EXERCISE DETAILS =>
In the entries that follow, find the line containing "pub struct ChunkStreamer"; from there, copy every line exactly through the line containing "the same rectangle".

DATA FOR THE TASK =>
#####
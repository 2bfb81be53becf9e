//! Visibility-driven chunk streaming.
//!
//! The streamer keeps a working set of chunks overlapping the visible
//! rectangle plus a one-chunk margin. Each sync first drops chunks that no
//! longer touch the rectangle, then fills every margin-expanded cell from the
//! terrain store. Dropped chunks stay cached in the store.

use std::sync::Arc;

use ahash::AHashMap;
use strata_common::{ChunkCoord, WorldRect};
use tracing::debug;

use crate::chunk::Chunk;
use crate::noise::HeightSource;
use crate::store::TerrainStore;

/// Extra chunks loaded on every side of the visible rectangle.
pub const LOAD_MARGIN: i64 = 1;

/// Chunks currently visible, shared with the terrain store.
pub type WorkingSet = AHashMap<ChunkCoord, Arc<Chunk>>;

/// Outcome of one sync pass.
#[derive(Debug, Clone, Copy, PartialEq, Eq, Default)]
pub struct SyncReport {
    /// Chunks dropped from the working set
    pub evicted: usize,
    /// Chunks added to the working set
    pub loaded: usize,
    /// Chunks newly generated into the store
    pub generated: usize,
    /// Working-set size after the sync
    pub working_set: usize,
}

/// Maintains the working set for a moving viewport.
#[derive(Debug, Default)]
pub struct ChunkStreamer {
    loaded: WorkingSet,
}

impl ChunkStreamer {
    /// Creates a streamer with an empty working set.
    #[must_use]
    pub fn new() -> Self {
        Self::default()
    }

    /// Brings the working set in line with `visible`.
    ///
    /// Chunks are evicted when their bounds are disjoint from `visible`, then
    /// every cell in `floor(x1) - 1 .. ceil(x2) + 1` by
    /// `floor(y1) - 1 .. ceil(y2) + 1` is loaded, generating it from `source`
    /// if the store has never seen it. Re-running with the same rectangle
    /// leaves the working set unchanged.
    pub fn sync<S: HeightSource + ?Sized>(
        &mut self,
        store: &mut TerrainStore,
        source: &S,
        visible: WorldRect,
    ) -> SyncReport {
        let before = self.loaded.len();
        self.loaded.retain(|_, chunk| visible.overlaps(&chunk.bounds()));
        let evicted = before - self.loaded.len();

        let mut loaded = 0;
        let mut generated = 0;
        let (columns, rows) = visible.chunk_span(LOAD_MARGIN);
        for x in columns {
            for y in rows.clone() {
                let coord = ChunkCoord::new(x, y);
                if self.loaded.contains_key(&coord) {
                    continue;
                }
                if !store.contains(coord) {
                    generated += 1;
                }
                let chunk = store.get_or_create(coord, source);
                self.loaded.insert(coord, chunk);
                loaded += 1;
            }
        }

        let report = SyncReport {
            evicted,
            loaded,
            generated,
            working_set: self.loaded.len(),
        };
        debug!(
            working_set = report.working_set,
            loaded, evicted, generated, "Chunks rendered: {}", report.working_set
        );
        report
    }

    /// Returns the working set.
    #[must_use]
    pub fn working_set(&self) -> &WorkingSet {
        &self.loaded
    }

    /// Iterates over the loaded chunks in no particular order.
    pub fn chunks(&self) -> impl Iterator<Item = &Chunk> {
        self.loaded.values().map(|chunk| &**chunk)
    }

    /// Whether `coord` is in the working set.
    #[must_use]
    pub fn is_loaded(&self, coord: ChunkCoord) -> bool {
        self.loaded.contains_key(&coord)
    }

    /// Returns the number of loaded chunks.
    #[must_use]
    pub fn loaded_count(&self) -> usize {
        self.loaded.len()
    }
}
#####
FINISHED EXERCISE =>
pub struct ChunkStreamer {
    loaded: WorkingSet,
}

impl ChunkStreamer {
    /// Creates a streamer with an empty working set.
    #[must_use]
    pub fn new() -> Self {
        Self::default()
    }

    /// Brings the working set in line with `visible`.
    ///
    /// Chunks are evicted when their bounds are disjoint from `visible`, then
    /// every cell in `floor(x1) - 1 .. ceil(x2) + 1` by
    /// `floor(y1) - 1 .. ceil(y2) + 1` is loaded, generating it from `source`
    /// if the store has never seen it. Re-running with the same rectangle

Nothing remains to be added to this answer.